◆ Exercise prompt ◆
Which lines of the records contain "ContentError"? Collect every one of them.

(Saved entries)
******************************

pub mod store;

pub use store::{FsStore, MediaStore, MediaStoreError};
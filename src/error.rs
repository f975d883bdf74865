// HTTP API error types
use axum::{http::StatusCode, response::IntoResponse, Json};
use serde_json::{json, Value};
use std::collections::HashMap;

/// HTTP API error with appropriate status codes and client-friendly messages
#[derive(Debug)]
pub enum ApiError {
    // 400 Bad Request
    BadRequest(String),
    ValidationError {
        message: String,
        field_errors: Option<HashMap<String, String>>,
    },
    InvalidJson(String),

    // 401 Unauthorized
    Unauthorized(String),

    // 403 Forbidden
    Forbidden(String),

    // 404 Not Found
    NotFound(String),

    // 409 Conflict
    Conflict(String),

    // 422 Unprocessable Entity (valid JSON, invalid content)
    UnprocessableEntity {
        message: String,
        field_errors: HashMap<String, String>,
    },

    // 500 Internal Server Error
    InternalServerError(String),

    // 503 Service Unavailable
    ServiceUnavailable(String),
}

impl ApiError {
    pub fn status_code(&self) -> u16 {
        match self {
            ApiError::BadRequest(_) => 400,
            ApiError::ValidationError { .. } => 400,
            ApiError::InvalidJson(_) => 400,
            ApiError::Unauthorized(_) => 401,
            ApiError::Forbidden(_) => 403,
            ApiError::NotFound(_) => 404,
            ApiError::Conflict(_) => 409,
            ApiError::UnprocessableEntity { .. } => 422,
            ApiError::InternalServerError(_) => 500,
            ApiError::ServiceUnavailable(_) => 503,
        }
    }

    /// Client-safe error message
    pub fn message(&self) -> &str {
        match self {
            ApiError::BadRequest(msg) => msg,
            ApiError::ValidationError { message, .. } => message,
            ApiError::InvalidJson(msg) => msg,
            ApiError::Unauthorized(msg) => msg,
            ApiError::Forbidden(msg) => msg,
            ApiError::NotFound(msg) => msg,
            ApiError::Conflict(msg) => msg,
            ApiError::UnprocessableEntity { message, .. } => message,
            ApiError::InternalServerError(msg) => msg,
            ApiError::ServiceUnavailable(msg) => msg,
        }
    }

    pub fn error_code(&self) -> &'static str {
        match self {
            ApiError::BadRequest(_) => "BAD_REQUEST",
            ApiError::ValidationError { .. } => "VALIDATION_ERROR",
            ApiError::InvalidJson(_) => "INVALID_JSON",
            ApiError::Unauthorized(_) => "UNAUTHORIZED",
            ApiError::Forbidden(_) => "FORBIDDEN",
            ApiError::NotFound(_) => "NOT_FOUND",
            ApiError::Conflict(_) => "CONFLICT",
            ApiError::UnprocessableEntity { .. } => "UNPROCESSABLE_ENTITY",
            ApiError::InternalServerError(_) => "INTERNAL_SERVER_ERROR",
            ApiError::ServiceUnavailable(_) => "SERVICE_UNAVAILABLE",
        }
    }

    /// JSON response body
    pub fn to_json(&self) -> Value {
        match self {
            ApiError::ValidationError {
                message,
                field_errors,
            } => {
                let mut response = json!({
                    "success": false,
                    "error": message,
                    "code": "VALIDATION_ERROR"
                });
                if let Some(field_errors) = field_errors {
                    response["field_errors"] = json!(field_errors);
                }
                response
            }
            ApiError::UnprocessableEntity {
                message,
                field_errors,
            } => {
                json!({
                    "success": false,
                    "error": message,
                    "code": "UNPROCESSABLE_ENTITY",
                    "field_errors": field_errors
                })
            }
            _ => {
                json!({
                    "success": false,
                    "error": self.message(),
                    "code": self.error_code()
                })
            }
        }
    }
}

// Static constructors
impl ApiError {
    pub fn bad_request(message: impl Into<String>) -> Self {
        ApiError::BadRequest(message.into())
    }

    pub fn validation_error(
        message: impl Into<String>,
        field_errors: Option<HashMap<String, String>>,
    ) -> Self {
        ApiError::ValidationError {
            message: message.into(),
            field_errors,
        }
    }

    pub fn invalid_json(message: impl Into<String>) -> Self {
        ApiError::InvalidJson(message.into())
    }

    pub fn unauthorized(message: impl Into<String>) -> Self {
        ApiError::Unauthorized(message.into())
    }

    pub fn forbidden(message: impl Into<String>) -> Self {
        ApiError::Forbidden(message.into())
    }

    pub fn not_found(message: impl Into<String>) -> Self {
        ApiError::NotFound(message.into())
    }

    pub fn conflict(message: impl Into<String>) -> Self {
        ApiError::Conflict(message.into())
    }

    pub fn internal_server_error(message: impl Into<String>) -> Self {
        ApiError::InternalServerError(message.into())
    }

    pub fn service_unavailable(message: impl Into<String>) -> Self {
        ApiError::ServiceUnavailable(message.into())
    }
}

// Conversions from domain errors

impl From<crate::content::ContentError> for ApiError {
    fn from(err: crate::content::ContentError) -> Self {
        use crate::content::ContentError;
        match err {
            ContentError::UnknownKind(kind) => {
                ApiError::bad_request(format!("Unknown section kind: {}", kind))
            }
            ContentError::InvalidShape { kind, message } => {
                let mut field_errors = HashMap::new();
                field_errors.insert("content".to_string(), message);
                ApiError::ValidationError {
                    message: format!("Invalid content payload for section kind '{}'", kind),
                    field_errors: Some(field_errors),
                }
            }
            ContentError::UnknownVersion { kind, version } => ApiError::bad_request(format!(
                "Section kind '{}' has no schema version {}",
                kind, version
            )),
        }
    }
}

impl From<crate::filter::FilterError> for ApiError {
    fn from(err: crate::filter::FilterError) -> Self {
        ApiError::bad_request(err.to_string())
    }
}

impl From<crate::database::DbError> for ApiError {
    fn from(err: crate::database::DbError) -> Self {
        use crate::database::DbError;
        match err {
            DbError::NotFound(msg) => ApiError::not_found(msg),
            DbError::ConfigMissing(what) => {
                tracing::error!("Missing configuration: {}", what);
                ApiError::service_unavailable("Database is not configured")
            }
            DbError::InvalidDatabaseUrl => {
                tracing::error!("Invalid DATABASE_URL");
                ApiError::service_unavailable("Database is not configured")
            }
            DbError::Filter(filter_err) => filter_err.into(),
            DbError::Migration(msg) => {
                tracing::error!("Migration error: {}", msg);
                ApiError::service_unavailable("Service is being updated, please try again later")
            }
            DbError::Sqlx(sqlx::Error::RowNotFound) => ApiError::not_found("Record not found"),
            DbError::Sqlx(sqlx_err) => {
                // Log the real error but return a generic message
                tracing::error!("SQLx error: {}", sqlx_err);
                ApiError::internal_server_error("Database error occurred")
            }
        }
    }
}

impl From<sqlx::Error> for ApiError {
    fn from(err: sqlx::Error) -> Self {
        crate::database::DbError::Sqlx(err).into()
    }
}

impl std::fmt::Display for ApiError {
    fn fmt(&self, f: &mut std::fmt::Formatter<'_>) -> std::fmt::Result {
        write!(f, "{}", self.message())
    }
}

impl std::error::Error for ApiError {}

// Automatic HTTP response conversion for axum
impl IntoResponse for ApiError {
    fn into_response(self) -> axum::response::Response {
        let status =
            StatusCode::from_u16(self.status_code()).unwrap_or(StatusCode::INTERNAL_SERVER_ERROR);
        (status, Json(self.to_json())).into_response()
    }
}

#[cfg(test)]
mod tests {
    use super::*;

    #[test]
    fn status_codes_match_variants() {
        assert_eq!(ApiError::bad_request("x").status_code(), 400);
        assert_eq!(ApiError::not_found("x").status_code(), 404);
        assert_eq!(ApiError::conflict("x").status_code(), 409);
        assert_eq!(ApiError::internal_server_error("x").status_code(), 500);
    }

    #[test]
    fn validation_error_carries_field_errors() {
        let mut fields = HashMap::new();
        fields.insert("slug".to_string(), "required".to_string());
        let err = ApiError::validation_error("Invalid page", Some(fields));
        let body = err.to_json();
        assert_eq!(body["code"], "VALIDATION_ERROR");
        assert_eq!(body["field_errors"]["slug"], "required");
        assert_eq!(body["success"], false);
    }
}
use chrono::{DateTime, Utc};
use serde::{Deserialize, Serialize};
use sqlx::FromRow;
use uuid::Uuid;

/// User actions recorded for traceability
#[derive(Debug, Clone, Copy, PartialEq, Eq, Serialize, Deserialize)]
#[serde(rename_all = "UPPERCASE")]
pub enum AuditAction {
    Create,
    Update,
    Delete,
    Login,
}

impl AuditAction {
    pub fn as_str(&self) -> &'static str {
        match self {
            AuditAction::Create => "CREATE",
            AuditAction::Update => "UPDATE",
            AuditAction::Delete => "DELETE",
            AuditAction::Login => "LOGIN",
        }
    }
}

/// Append-only record of a user action.
/// The email is a snapshot; it stays meaningful if the user row changes later.
#[derive(Debug, Clone, Serialize, Deserialize, FromRow)]
pub struct AuditEntry {
    pub id: Uuid,
    pub user_id: Option<Uuid>,
    pub user_email: String,
    pub action: String,
    pub entity: String,
    pub entity_id: Option<Uuid>,
    pub details: serde_json::Value,
    pub created_at: DateTime<Utc>,
}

******************************

◆ Your solution ◆
impl From<crate::content::ContentError> for ApiError {
    fn from(err: crate::content::ContentError) -> Self {
        use crate::content::ContentError;
            ContentError::UnknownKind(kind) => {
            ContentError::InvalidShape { kind, message } => {
            ContentError::UnknownVersion { kind, version } => ApiError::bad_request(format!(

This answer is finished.